*** Block opens ***

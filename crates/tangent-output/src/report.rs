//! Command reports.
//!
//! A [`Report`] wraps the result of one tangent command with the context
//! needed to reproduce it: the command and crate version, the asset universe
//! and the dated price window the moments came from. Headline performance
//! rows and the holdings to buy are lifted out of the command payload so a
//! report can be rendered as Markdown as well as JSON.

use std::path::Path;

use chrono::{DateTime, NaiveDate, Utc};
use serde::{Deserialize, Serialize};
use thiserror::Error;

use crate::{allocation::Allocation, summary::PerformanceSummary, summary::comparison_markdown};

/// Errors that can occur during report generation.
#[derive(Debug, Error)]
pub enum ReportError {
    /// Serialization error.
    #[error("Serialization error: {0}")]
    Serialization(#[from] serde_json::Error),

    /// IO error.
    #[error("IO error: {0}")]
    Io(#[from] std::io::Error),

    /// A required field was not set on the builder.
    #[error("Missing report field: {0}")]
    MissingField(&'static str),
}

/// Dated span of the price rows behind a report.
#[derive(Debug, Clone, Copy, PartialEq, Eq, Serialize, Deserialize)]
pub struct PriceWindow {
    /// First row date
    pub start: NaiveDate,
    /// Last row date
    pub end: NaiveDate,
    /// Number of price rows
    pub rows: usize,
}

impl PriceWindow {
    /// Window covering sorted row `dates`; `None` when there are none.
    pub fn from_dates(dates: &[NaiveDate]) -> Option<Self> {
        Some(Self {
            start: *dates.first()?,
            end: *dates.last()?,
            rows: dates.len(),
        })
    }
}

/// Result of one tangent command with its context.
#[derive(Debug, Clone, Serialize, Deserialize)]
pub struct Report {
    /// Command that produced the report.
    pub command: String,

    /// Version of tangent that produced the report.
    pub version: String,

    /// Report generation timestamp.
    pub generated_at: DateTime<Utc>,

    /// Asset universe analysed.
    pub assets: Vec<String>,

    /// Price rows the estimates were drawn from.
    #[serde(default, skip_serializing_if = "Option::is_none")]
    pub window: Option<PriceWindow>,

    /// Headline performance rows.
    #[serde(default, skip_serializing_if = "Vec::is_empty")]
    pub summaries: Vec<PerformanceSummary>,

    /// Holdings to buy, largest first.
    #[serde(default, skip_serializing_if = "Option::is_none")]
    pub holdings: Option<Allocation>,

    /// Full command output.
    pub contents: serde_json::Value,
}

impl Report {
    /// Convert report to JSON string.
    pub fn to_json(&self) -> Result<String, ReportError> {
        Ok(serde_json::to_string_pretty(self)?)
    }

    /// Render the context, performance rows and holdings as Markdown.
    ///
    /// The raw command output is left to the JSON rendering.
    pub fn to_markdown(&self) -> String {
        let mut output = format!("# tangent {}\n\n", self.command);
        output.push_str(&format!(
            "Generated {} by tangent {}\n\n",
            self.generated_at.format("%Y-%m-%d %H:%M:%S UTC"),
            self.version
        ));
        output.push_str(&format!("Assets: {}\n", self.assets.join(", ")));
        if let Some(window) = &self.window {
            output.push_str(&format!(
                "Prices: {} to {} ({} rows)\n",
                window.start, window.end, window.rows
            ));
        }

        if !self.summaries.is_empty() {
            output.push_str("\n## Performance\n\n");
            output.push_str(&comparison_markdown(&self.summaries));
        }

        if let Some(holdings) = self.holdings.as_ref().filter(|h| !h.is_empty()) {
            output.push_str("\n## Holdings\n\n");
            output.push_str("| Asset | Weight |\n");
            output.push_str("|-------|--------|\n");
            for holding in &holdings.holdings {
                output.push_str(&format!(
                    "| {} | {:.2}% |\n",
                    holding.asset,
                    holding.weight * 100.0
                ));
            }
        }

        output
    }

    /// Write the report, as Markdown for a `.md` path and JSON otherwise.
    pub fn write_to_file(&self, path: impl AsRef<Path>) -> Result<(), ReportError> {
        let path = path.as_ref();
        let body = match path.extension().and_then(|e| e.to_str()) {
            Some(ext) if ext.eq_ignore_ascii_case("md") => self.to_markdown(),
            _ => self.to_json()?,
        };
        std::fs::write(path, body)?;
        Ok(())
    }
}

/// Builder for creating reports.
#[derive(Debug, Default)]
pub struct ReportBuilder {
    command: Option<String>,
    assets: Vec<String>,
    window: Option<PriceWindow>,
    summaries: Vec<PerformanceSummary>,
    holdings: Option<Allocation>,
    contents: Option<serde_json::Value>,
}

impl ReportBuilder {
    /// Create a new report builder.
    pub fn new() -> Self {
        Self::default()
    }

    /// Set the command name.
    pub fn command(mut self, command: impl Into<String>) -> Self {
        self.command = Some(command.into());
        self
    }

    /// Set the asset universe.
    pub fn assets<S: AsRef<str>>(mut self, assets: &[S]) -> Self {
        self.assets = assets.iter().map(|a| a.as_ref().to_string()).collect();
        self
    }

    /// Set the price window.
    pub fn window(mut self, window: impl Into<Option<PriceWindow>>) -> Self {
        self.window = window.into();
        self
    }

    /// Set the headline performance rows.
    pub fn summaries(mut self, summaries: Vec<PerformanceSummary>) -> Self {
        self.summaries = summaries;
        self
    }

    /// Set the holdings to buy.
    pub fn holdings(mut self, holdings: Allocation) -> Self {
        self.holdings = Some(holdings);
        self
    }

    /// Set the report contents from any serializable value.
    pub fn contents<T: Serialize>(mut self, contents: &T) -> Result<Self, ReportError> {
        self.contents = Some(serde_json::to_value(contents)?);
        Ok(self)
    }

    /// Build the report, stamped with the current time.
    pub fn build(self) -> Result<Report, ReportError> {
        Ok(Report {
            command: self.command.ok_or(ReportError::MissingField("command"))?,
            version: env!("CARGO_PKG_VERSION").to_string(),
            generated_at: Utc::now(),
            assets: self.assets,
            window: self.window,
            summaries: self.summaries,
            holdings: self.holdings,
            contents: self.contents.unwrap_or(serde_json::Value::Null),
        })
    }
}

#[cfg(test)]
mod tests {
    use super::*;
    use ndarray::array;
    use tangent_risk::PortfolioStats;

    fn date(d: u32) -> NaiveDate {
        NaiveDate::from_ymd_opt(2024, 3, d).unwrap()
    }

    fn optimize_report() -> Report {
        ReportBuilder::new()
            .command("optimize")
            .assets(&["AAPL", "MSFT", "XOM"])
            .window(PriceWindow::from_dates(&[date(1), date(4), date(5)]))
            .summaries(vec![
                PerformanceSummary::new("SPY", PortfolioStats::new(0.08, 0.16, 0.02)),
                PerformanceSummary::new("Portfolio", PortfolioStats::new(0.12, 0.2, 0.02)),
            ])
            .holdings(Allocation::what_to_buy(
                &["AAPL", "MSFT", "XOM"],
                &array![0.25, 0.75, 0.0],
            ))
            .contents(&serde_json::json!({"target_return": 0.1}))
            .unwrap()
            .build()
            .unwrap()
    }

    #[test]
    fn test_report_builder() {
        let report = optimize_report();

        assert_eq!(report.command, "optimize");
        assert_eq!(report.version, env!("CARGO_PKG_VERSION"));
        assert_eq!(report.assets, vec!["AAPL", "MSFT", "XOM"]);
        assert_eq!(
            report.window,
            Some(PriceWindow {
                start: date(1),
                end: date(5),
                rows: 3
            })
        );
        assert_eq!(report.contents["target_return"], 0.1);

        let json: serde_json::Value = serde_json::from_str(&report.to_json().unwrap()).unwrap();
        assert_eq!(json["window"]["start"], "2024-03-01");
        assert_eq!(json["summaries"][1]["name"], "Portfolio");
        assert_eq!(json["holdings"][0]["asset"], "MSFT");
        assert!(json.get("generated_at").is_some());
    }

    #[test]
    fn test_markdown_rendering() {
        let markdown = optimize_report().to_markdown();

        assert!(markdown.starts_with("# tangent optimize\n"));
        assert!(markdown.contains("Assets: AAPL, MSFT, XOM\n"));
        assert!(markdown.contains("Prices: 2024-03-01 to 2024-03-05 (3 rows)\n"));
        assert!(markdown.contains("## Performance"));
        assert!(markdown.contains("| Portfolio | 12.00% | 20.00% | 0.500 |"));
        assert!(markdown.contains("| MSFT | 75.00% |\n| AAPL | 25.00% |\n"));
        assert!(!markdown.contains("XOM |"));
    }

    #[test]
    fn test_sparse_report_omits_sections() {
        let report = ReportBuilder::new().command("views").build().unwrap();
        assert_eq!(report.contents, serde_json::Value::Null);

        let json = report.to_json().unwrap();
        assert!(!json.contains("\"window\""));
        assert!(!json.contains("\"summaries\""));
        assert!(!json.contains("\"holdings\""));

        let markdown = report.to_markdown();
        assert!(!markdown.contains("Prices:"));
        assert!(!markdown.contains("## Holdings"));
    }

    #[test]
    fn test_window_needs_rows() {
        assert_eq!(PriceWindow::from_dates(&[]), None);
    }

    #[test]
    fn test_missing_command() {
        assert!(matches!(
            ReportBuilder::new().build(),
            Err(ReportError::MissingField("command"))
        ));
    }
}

*** Block closes ***
*** Block opens ***

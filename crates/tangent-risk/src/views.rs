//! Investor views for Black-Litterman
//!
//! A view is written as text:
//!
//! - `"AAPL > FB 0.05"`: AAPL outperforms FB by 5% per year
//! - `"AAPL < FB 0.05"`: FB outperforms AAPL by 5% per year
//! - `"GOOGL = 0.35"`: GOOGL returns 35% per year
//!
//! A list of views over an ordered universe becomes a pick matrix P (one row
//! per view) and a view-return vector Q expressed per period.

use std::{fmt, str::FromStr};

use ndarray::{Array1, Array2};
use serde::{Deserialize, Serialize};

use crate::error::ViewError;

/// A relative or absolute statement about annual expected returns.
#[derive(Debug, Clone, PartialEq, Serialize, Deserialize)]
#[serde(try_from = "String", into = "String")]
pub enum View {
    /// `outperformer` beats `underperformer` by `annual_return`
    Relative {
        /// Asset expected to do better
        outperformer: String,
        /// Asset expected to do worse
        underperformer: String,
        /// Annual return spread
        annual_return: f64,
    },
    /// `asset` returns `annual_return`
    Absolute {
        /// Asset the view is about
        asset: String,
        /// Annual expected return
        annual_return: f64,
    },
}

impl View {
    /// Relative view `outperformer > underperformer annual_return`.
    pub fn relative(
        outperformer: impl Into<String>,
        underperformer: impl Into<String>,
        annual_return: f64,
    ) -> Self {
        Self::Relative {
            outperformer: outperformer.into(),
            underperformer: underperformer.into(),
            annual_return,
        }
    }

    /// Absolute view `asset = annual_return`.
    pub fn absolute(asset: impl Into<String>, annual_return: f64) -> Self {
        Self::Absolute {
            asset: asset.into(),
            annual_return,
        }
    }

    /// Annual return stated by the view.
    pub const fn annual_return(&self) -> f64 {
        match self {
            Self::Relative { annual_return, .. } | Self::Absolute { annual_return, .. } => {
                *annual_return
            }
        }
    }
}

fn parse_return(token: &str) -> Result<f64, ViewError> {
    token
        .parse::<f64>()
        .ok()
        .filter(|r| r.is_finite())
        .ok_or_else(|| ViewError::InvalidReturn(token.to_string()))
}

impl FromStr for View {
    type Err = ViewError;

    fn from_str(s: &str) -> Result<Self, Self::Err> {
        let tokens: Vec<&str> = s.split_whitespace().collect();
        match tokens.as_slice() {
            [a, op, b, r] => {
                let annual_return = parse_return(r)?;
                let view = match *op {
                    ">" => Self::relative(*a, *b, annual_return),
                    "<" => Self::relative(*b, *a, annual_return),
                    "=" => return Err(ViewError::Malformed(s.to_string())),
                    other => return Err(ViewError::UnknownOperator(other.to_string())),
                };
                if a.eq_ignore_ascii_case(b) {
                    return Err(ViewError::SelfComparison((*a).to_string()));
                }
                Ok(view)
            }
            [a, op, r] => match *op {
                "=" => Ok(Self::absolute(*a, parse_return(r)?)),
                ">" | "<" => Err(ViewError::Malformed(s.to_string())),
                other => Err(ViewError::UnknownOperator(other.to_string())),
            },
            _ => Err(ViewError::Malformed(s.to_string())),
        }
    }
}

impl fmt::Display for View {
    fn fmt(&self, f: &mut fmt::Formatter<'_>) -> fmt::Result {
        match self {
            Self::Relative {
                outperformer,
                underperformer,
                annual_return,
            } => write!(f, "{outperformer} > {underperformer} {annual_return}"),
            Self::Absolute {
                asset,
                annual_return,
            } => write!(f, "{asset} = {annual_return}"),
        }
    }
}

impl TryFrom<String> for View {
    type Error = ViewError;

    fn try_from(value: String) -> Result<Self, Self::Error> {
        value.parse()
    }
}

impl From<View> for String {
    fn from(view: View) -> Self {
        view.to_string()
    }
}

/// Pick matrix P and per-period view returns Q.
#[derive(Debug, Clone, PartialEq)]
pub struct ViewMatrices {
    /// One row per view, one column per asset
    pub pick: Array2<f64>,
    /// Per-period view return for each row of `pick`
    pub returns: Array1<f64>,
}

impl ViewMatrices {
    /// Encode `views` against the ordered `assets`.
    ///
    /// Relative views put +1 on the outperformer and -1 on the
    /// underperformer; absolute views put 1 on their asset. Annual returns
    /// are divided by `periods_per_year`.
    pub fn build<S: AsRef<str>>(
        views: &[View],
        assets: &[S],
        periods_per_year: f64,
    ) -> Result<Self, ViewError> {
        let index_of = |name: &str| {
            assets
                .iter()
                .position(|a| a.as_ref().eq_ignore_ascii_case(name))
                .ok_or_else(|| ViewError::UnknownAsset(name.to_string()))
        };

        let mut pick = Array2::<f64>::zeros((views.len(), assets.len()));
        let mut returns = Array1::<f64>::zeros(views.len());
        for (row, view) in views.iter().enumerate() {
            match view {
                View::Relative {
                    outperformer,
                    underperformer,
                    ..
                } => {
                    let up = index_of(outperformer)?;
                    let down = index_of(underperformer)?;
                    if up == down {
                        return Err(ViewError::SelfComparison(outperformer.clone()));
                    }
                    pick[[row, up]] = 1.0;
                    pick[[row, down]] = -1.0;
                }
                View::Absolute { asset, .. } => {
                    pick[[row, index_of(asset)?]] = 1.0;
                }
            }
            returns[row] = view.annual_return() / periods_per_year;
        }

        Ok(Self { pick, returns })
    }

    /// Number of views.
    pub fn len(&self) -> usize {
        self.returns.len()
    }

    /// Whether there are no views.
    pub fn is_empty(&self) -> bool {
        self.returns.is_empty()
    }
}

*** Block closes ***
*** Block opens ***

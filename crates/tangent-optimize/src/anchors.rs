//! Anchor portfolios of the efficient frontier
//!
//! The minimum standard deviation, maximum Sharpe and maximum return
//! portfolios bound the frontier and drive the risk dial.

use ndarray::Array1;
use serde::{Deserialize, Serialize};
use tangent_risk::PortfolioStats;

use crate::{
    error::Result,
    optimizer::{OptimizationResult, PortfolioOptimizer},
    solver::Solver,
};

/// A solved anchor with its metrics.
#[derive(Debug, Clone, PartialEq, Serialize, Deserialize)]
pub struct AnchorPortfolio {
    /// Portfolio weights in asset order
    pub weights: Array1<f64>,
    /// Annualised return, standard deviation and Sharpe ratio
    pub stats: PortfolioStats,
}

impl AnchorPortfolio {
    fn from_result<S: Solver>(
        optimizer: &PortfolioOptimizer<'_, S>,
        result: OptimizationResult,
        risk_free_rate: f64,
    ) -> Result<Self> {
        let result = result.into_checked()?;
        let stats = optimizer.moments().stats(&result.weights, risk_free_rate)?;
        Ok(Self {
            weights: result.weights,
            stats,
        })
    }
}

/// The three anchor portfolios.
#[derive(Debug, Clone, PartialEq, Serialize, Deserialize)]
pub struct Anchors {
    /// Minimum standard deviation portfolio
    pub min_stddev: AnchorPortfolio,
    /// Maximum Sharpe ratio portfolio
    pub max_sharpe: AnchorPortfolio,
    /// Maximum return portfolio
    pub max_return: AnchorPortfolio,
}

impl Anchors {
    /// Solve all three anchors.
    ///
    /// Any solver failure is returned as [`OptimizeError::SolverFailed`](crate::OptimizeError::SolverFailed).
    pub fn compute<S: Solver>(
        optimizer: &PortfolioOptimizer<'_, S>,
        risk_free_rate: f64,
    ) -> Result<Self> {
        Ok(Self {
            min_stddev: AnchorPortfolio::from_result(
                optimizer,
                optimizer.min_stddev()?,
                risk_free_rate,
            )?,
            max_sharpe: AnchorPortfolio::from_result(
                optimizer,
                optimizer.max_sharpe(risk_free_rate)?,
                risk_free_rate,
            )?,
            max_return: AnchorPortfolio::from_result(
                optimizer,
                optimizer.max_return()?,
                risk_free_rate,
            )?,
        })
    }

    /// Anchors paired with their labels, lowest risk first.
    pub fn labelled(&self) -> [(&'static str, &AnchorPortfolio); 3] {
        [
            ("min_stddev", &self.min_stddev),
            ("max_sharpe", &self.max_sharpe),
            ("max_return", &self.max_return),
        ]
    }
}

*** Block closes ***

HOW TO COMPLETE THIS TASK –
Your answer should be each line from the entries that includes the string "moments".

RESULT BELOW –
//! and the dated price window the moments came from. Headline performance
        let stats = optimizer.moments().stats(&result.weights, risk_free_rate)?;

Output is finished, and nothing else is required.